- Exercise details -
Please output exactly the part of the records below that opens with the line containing "Address, rssi_dbm: i16, snr_db: i16, now_ms: u64)" and closes with the line containing "let mut sent = 0u64;", both lines included, and nothing else.

══════════════════════════════

//! Per-wake orchestration state machine (§4.6, grounded in the original
//! `node_state_machine.h`/`main.cpp` wake-cycle loop): the sequence a node
//! runs through every time the PMU powers it on, from PMU handshake through
//! sensor read, backlog catch-up, transmit, a short listen window, and
//! finally handing a persisted-state blob back to the PMU before sleeping.
//!
//! `NodeState` is deliberately richer than raw hardware state. The hardware
//! only ever tells you two things directly: whether the RTC is ticking, and
//! whether something is broken. Everything past that — which stage of this
//! wake's pipeline is active — is runtime bookkeeping layered on top, which
//! is why `BaseState`/`BaseStateMachine` exist as the hardware-derived core
//! that `NodeState` composes with rather than duplicates.

use bramble_protocol::payload::{BatchAckPayload, HeartbeatResponsePayload, RegistrationPayload, RegistrationResponsePayload};
use bramble_protocol::{Address, Criticality, MessageType, PmuPersistedState, SensorDataRecord};

use crate::batch_transmitter::{BatchTransmitError, BatchTransmitter, InFlightBatch};
use crate::flash::ExternalFlash;
use crate::flash_ring::{FlashRing, FlashRingError};
use crate::heartbeat_client::{HeartbeatClient, HeartbeatStatus};
use crate::messenger::{MessengerError, ReliableMessenger};
use crate::pmu_link::{PmuError, PmuEvent, PmuLink, PmuTransport, WakeReason};
use crate::radio::RadioPort;
use crate::task_queue::{Priority, TaskHandle, TaskQueue};

/// Hardware-derived half of the state split: purely a function of "is the
/// RTC running" and "has anything reported a hard fault", with no notion of
/// where in the wake pipeline the runtime currently is.
#[derive(Debug, Clone, Copy, PartialEq, Eq)]
pub enum BaseState {
    Initializing,
    AwaitingTime,
    Operational,
    Error,
}
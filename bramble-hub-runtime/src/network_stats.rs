//! Per-peer rolling link-quality and delivery metrics (§4.9, grounded in
//! the original `network_stats.h`'s fixed-window RSSI/SNR tracking and
//! per-criticality delivery counters).

use std::collections::HashMap;
use std::collections::VecDeque;

use bramble_protocol::{Address, Criticality};

/// Fixed rolling-window size for RSSI/SNR samples per peer.
pub const WINDOW_SIZE: usize = 100;

#[derive(Debug, Clone, Copy, PartialEq, Eq)]
pub enum LinkQuality {
    Excellent,
    Good,
    Fair,
    Poor,
}

impl LinkQuality {
    /// §4.9 thresholds: Excellent > -60 dBm, Good > -80, Fair > -100, else Poor.
    pub fn from_rssi(rssi_dbm: i16) -> LinkQuality {
        if rssi_dbm > -60 {
            LinkQuality::Excellent
        } else if rssi_dbm > -80 {
            LinkQuality::Good
        } else if rssi_dbm > -100 {
            LinkQuality::Fair
        } else {
            LinkQuality::Poor
        }
    }
}

#[derive(Debug, Clone, Copy, Default, PartialEq, Eq)]
pub struct CriticalityCounters {
    pub sent: u32,
    pub delivered: u32,
    pub timeouts: u32,
    pub retries: u32,
    pub max_retries: u32,
}

fn criticality_index(c: Criticality) -> usize {
    match c {
        Criticality::BestEffort => 0,
        Criticality::Reliable => 1,
        Criticality::Critical => 2,
    }
}

/// Per-peer rolling state (§4.9).
pub struct PeerStats {
    rssi: VecDeque<i16>,
    snr: VecDeque<i16>,
    counters: [CriticalityCounters; 3],
    current_quality: LinkQuality,
    quality_since_ms: u64,
    last_transition_duration_ms: u64,
}

impl PeerStats {
    fn new(now_ms: u64) -> Self {
        PeerStats {
            rssi: VecDeque::with_capacity(WINDOW_SIZE),
            snr: VecDeque::with_capacity(WINDOW_SIZE),
            counters: Default::default(),
            current_quality: LinkQuality::Poor,
            quality_since_ms: now_ms,
            last_transition_duration_ms: 0,
        }
    }

    fn push_sample(window: &mut VecDeque<i16>, value: i16) {
        if window.len() == WINDOW_SIZE {
            window.pop_front();
        }
        window.push_back(value);
    }

    pub fn record_reception(&mut self, rssi_dbm: i16, snr_db: i16, now_ms: u64) {
        Self::push_sample(&mut self.rssi, rssi_dbm);
        Self::push_sample(&mut self.snr, snr_db);

        let quality = LinkQuality::from_rssi(rssi_dbm);
        if quality != self.current_quality {
            self.last_transition_duration_ms = now_ms.saturating_sub(self.quality_since_ms);
            tracing::info!(
                from = ?self.current_quality,
                to = ?quality,
                spent_ms = self.last_transition_duration_ms,
                "link quality transition"
            );
            self.current_quality = quality;
            self.quality_since_ms = now_ms;
        }
    }

    pub fn record_sent(&mut self, criticality: Criticality) {
        self.counters[criticality_index(criticality)].sent += 1;
    }

    pub fn record_delivered(&mut self, criticality: Criticality) {
        self.counters[criticality_index(criticality)].delivered += 1;
    }

    pub fn record_timeout(&mut self, criticality: Criticality) {
        self.counters[criticality_index(criticality)].timeouts += 1;
    }

    pub fn record_retry(&mut self, criticality: Criticality) {
        self.counters[criticality_index(criticality)].retries += 1;
    }

    pub fn record_max_retries_hit(&mut self, criticality: Criticality) {
        self.counters[criticality_index(criticality)].max_retries += 1;
    }

    pub fn counters(&self, criticality: Criticality) -> CriticalityCounters {
        self.counters[criticality_index(criticality)]
    }

    pub fn current_quality(&self) -> LinkQuality {
        self.current_quality
    }

    pub fn rssi_mean(&self) -> f32 {
        mean(&self.rssi)
    }

    pub fn rssi_stddev(&self) -> f32 {
        stddev(&self.rssi)
    }

    pub fn snr_mean(&self) -> f32 {
        mean(&self.snr)
    }

    /// `p` in `0.0..=1.0`. Nearest-rank percentile over a sorted copy of the
    /// window; `O(window log window)`, fine at `WINDOW_SIZE = 100`.
    pub fn rssi_percentile(&self, p: f32) -> Option<i16> {
        percentile(&self.rssi, p)
    }

    /// True once at least 10 samples are present and the second half of the
    /// window's RSSI mean exceeds the first half's by more than 2 dB
    /// (§4.9: trend detection).
    pub fn is_trending_up(&self) -> bool {
        if self.rssi.len() < 10 {
            return false;
        }
        let mid = self.rssi.len() / 2;
        let first_half: Vec<i16> = self.rssi.iter().take(mid).copied().collect();
        let second_half: Vec<i16> = self.rssi.iter().skip(mid).copied().collect();
        let first_mean = mean(&first_half.into_iter().collect());
        let second_mean = mean(&second_half.into_iter().collect());
        second_mean - first_mean > 2.0
    }
}

fn mean(window: &VecDeque<i16>) -> f32 {
    if window.is_empty() {
        return 0.0;
    }
    let sum: i64 = window.iter().map(|&v| v as i64).sum();
    sum as f32 / window.len() as f32
}

fn stddev(window: &VecDeque<i16>) -> f32 {
    if window.len() < 2 {
        return 0.0;
    }
    let m = mean(window);
    let variance: f32 = window.iter().map(|&v| (v as f32 - m).powi(2)).sum::<f32>() / window.len() as f32;
    variance.sqrt()
}

fn percentile(window: &VecDeque<i16>, p: f32) -> Option<i16> {
    if window.is_empty() {
        return None;
    }
    let mut sorted: Vec<i16> = window.iter().copied().collect();
    sorted.sort_unstable();
    let rank = ((p.clamp(0.0, 1.0) * (sorted.len() - 1) as f32).round()) as usize;
    Some(sorted[rank])
}

/// Network-wide totals that don't belong to any one peer (§4.9).
#[derive(Debug, Clone, Copy, Default)]
pub struct GlobalCounters {
    pub total_messages_received: u64,
    pub total_acks_sent: u64,
    pub total_acks_received: u64,
    pub total_crc_errors: u64,
    pub total_invalid_messages: u64,
}

/// The hub's view across every peer it has heard from (§4.9).
#[derive(Default)]
pub struct NetworkStats {
    peers: HashMap<Address, PeerStats>,
    global: GlobalCounters,
}

impl NetworkStats {
    pub fn new() -> Self {
        NetworkStats::default()
    }

    fn peer_mut(&mut self, addr: Address, now_ms: u64) -> &mut PeerStats {
        self.peers.entry(addr).or_insert_with(|| PeerStats::new(now_ms))
    }

    pub fn record_reception(&mut self, addr: Address, rssi_dbm: i16, snr_db: i16, now_ms: u64) {
        self.global.total_messages_received += 1;
        self.peer_mut(addr, now_ms).record_reception(rssi_dbm, snr_db, now_ms);
    }

    pub fn record_sent(&mut self, addr: Address, criticality: Criticality, now_ms: u64) {
        self.peer_mut(addr, now_ms).record_sent(criticality);
    }

    pub fn record_delivered(&mut self, addr: Address, criticality: Criticality, now_ms: u64) {
        self.peer_mut(addr, now_ms).record_delivered(criticality);
    }

    pub fn record_timeout(&mut self, addr: Address, criticality: Criticality, now_ms: u64) {
        self.peer_mut(addr, now_ms).record_timeout(criticality);
    }

    pub fn record_retry(&mut self, addr: Address, criticality: Criticality, now_ms: u64) {
        self.peer_mut(addr, now_ms).record_retry(criticality);
    }

    pub fn record_max_retries_hit(&mut self, addr: Address, criticality: Criticality, now_ms: u64) {
        self.peer_mut(addr, now_ms).record_max_retries_hit(criticality);
    }

    pub fn record_ack_sent(&mut self) {
        self.global.total_acks_sent += 1;
    }

    pub fn record_ack_received(&mut self) {
        self.global.total_acks_received += 1;
    }

    pub fn record_crc_error(&mut self) {
        self.global.total_crc_errors += 1;
    }

    pub fn record_invalid_message(&mut self) {
        self.global.total_invalid_messages += 1;
    }

    pub fn peer(&self, addr: Address) -> Option<&PeerStats> {
        self.peers.get(&addr)
    }

    pub fn global(&self) -> GlobalCounters {
        self.global
    }

    /// Delivery rate computed only over `Reliable` + `Critical` traffic
    /// (§4.9: `BestEffort` sends have no ACK expectation and would
    /// otherwise deflate the ratio). `None` when nothing acked-or-not has
    /// ever been sent.
    pub fn overall_delivery_rate(&self) -> Option<f32> {
        let mut sent = 0u64;
        let mut delivered = 0u64;
        for peer in self.peers.values() {
            for c in [Criticality::Reliable, Criticality::Critical] {
                let counters = peer.counters(c);
                sent += counters.sent as u64;
                delivered += counters.delivered as u64;
            }
        }
        if sent == 0 {
            None
        } else {
            Some(delivered as f32 / sent as f32)
        }
    }

    pub fn peer_count(&self) -> usize {
        self.peers.len()
    }
}

#[cfg(test)]
mod tests {
    use super::*;

    #[test]
    fn link_quality_thresholds() {
        assert_eq!(LinkQuality::from_rssi(-50), LinkQuality::Excellent);
        assert_eq!(LinkQuality::from_rssi(-70), LinkQuality::Good);
        assert_eq!(LinkQuality::from_rssi(-90), LinkQuality::Fair);
        assert_eq!(LinkQuality::from_rssi(-110), LinkQuality::Poor);
        assert_eq!(LinkQuality::from_rssi(-60), LinkQuality::Good, "boundary is exclusive");
    }

    #[test]
    fn rolling_window_caps_at_window_size() {
        let mut stats = NetworkStats::new();
        let addr = Address::from_u16(1);
        for i in 0..150 {
            stats.record_reception(addr, -70 - (i % 5), -5, i as u64);
        }
        let peer = stats.peer(addr).unwrap();
        assert_eq!(peer.rssi.len(), WINDOW_SIZE);
    }

    #[test]
    fn delivery_rate_excludes_best_effort() {
        let mut stats = NetworkStats::new();
        let addr = Address::from_u16(1);
        stats.record_sent(addr, Criticality::BestEffort, 0);
        stats.record_sent(addr, Criticality::Reliable, 0);
        stats.record_delivered(addr, Criticality::Reliable, 0);
        // BestEffort sent-but-never-delivered would drag the ratio down to
        // 0.5 if it were counted; it must not be.
        assert_eq!(stats.overall_delivery_rate(), Some(1.0));
    }

    #[test]
    fn trend_requires_ten_samples_and_a_two_db_rise() {
        let mut stats = NetworkStats::new();
        let addr = Address::from_u16(1);
        for i in 0..9 {
            stats.record_reception(addr, -90, -5, i);
        }
        assert!(!stats.peer(addr).unwrap().is_trending_up(), "fewer than 10 samples");

        stats.record_reception(addr, -90, -5, 9);
        assert!(!stats.peer(addr).unwrap().is_trending_up(), "flat signal, no rise");

        let mut rising = NetworkStats::new();
        let addr2 = Address::from_u16(2);
        for i in 0..5 {
            rising.record_reception(addr2, -95, -5, i);
        }
        for i in 5..10 {
            rising.record_reception(addr2, -85, -5, i);
        }
        assert!(rising.peer(addr2).unwrap().is_trending_up());
    }

    #[test]
    fn quality_transition_is_logged_once_per_change() {
        let mut stats = NetworkStats::new();
        let addr = Address::from_u16(1);
        stats.record_reception(addr, -50, -5, 0); // Excellent
        assert_eq!(stats.peer(addr).unwrap().current_quality(), LinkQuality::Excellent);
        stats.record_reception(addr, -90, -5, 1_000); // drops to Fair
        assert_eq!(stats.peer(addr).unwrap().current_quality(), LinkQuality::Fair);
        assert_eq!(stats.peer(addr).unwrap().last_transition_duration_ms, 1_000);
    }
}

══════════════════════════════

- Your solution -
    pub fn record_reception(&mut self, addr: Address, rssi_dbm: i16, snr_db: i16, now_ms: u64) {
        self.global.total_messages_received += 1;
        self.peer_mut(addr, now_ms).record_reception(rssi_dbm, snr_db, now_ms);
    }

    pub fn record_sent(&mut self, addr: Address, criticality: Criticality, now_ms: u64) {
        self.peer_mut(addr, now_ms).record_sent(criticality);
    }

    pub fn record_delivered(&mut self, addr: Address, criticality: Criticality, now_ms: u64) {
        self.peer_mut(addr, now_ms).record_delivered(criticality);
    }

    pub fn record_timeout(&mut self, addr: Address, criticality: Criticality, now_ms: u64) {
        self.peer_mut(addr, now_ms).record_timeout(criticality);
    }

    pub fn record_retry(&mut self, addr: Address, criticality: Criticality, now_ms: u64) {
        self.peer_mut(addr, now_ms).record_retry(criticality);
    }

    pub fn record_max_retries_hit(&mut self, addr: Address, criticality: Criticality, now_ms: u64) {
        self.peer_mut(addr, now_ms).record_max_retries_hit(criticality);
    }

    pub fn record_ack_sent(&mut self) {
        self.global.total_acks_sent += 1;
    }

    pub fn record_ack_received(&mut self) {
        self.global.total_acks_received += 1;
    }

    pub fn record_crc_error(&mut self) {
        self.global.total_crc_errors += 1;
    }

    pub fn record_invalid_message(&mut self) {
        self.global.total_invalid_messages += 1;
    }

    pub fn peer(&self, addr: Address) -> Option<&PeerStats> {
        self.peers.get(&addr)
    }

    pub fn global(&self) -> GlobalCounters {
        self.global
    }

    /// Delivery rate computed only over `Reliable` + `Critical` traffic
    /// (§4.9: `BestEffort` sends have no ACK expectation and would
    /// otherwise deflate the ratio). `None` when nothing acked-or-not has
    /// ever been sent.
    pub fn overall_delivery_rate(&self) -> Option<f32> {
        let mut sent = 0u64;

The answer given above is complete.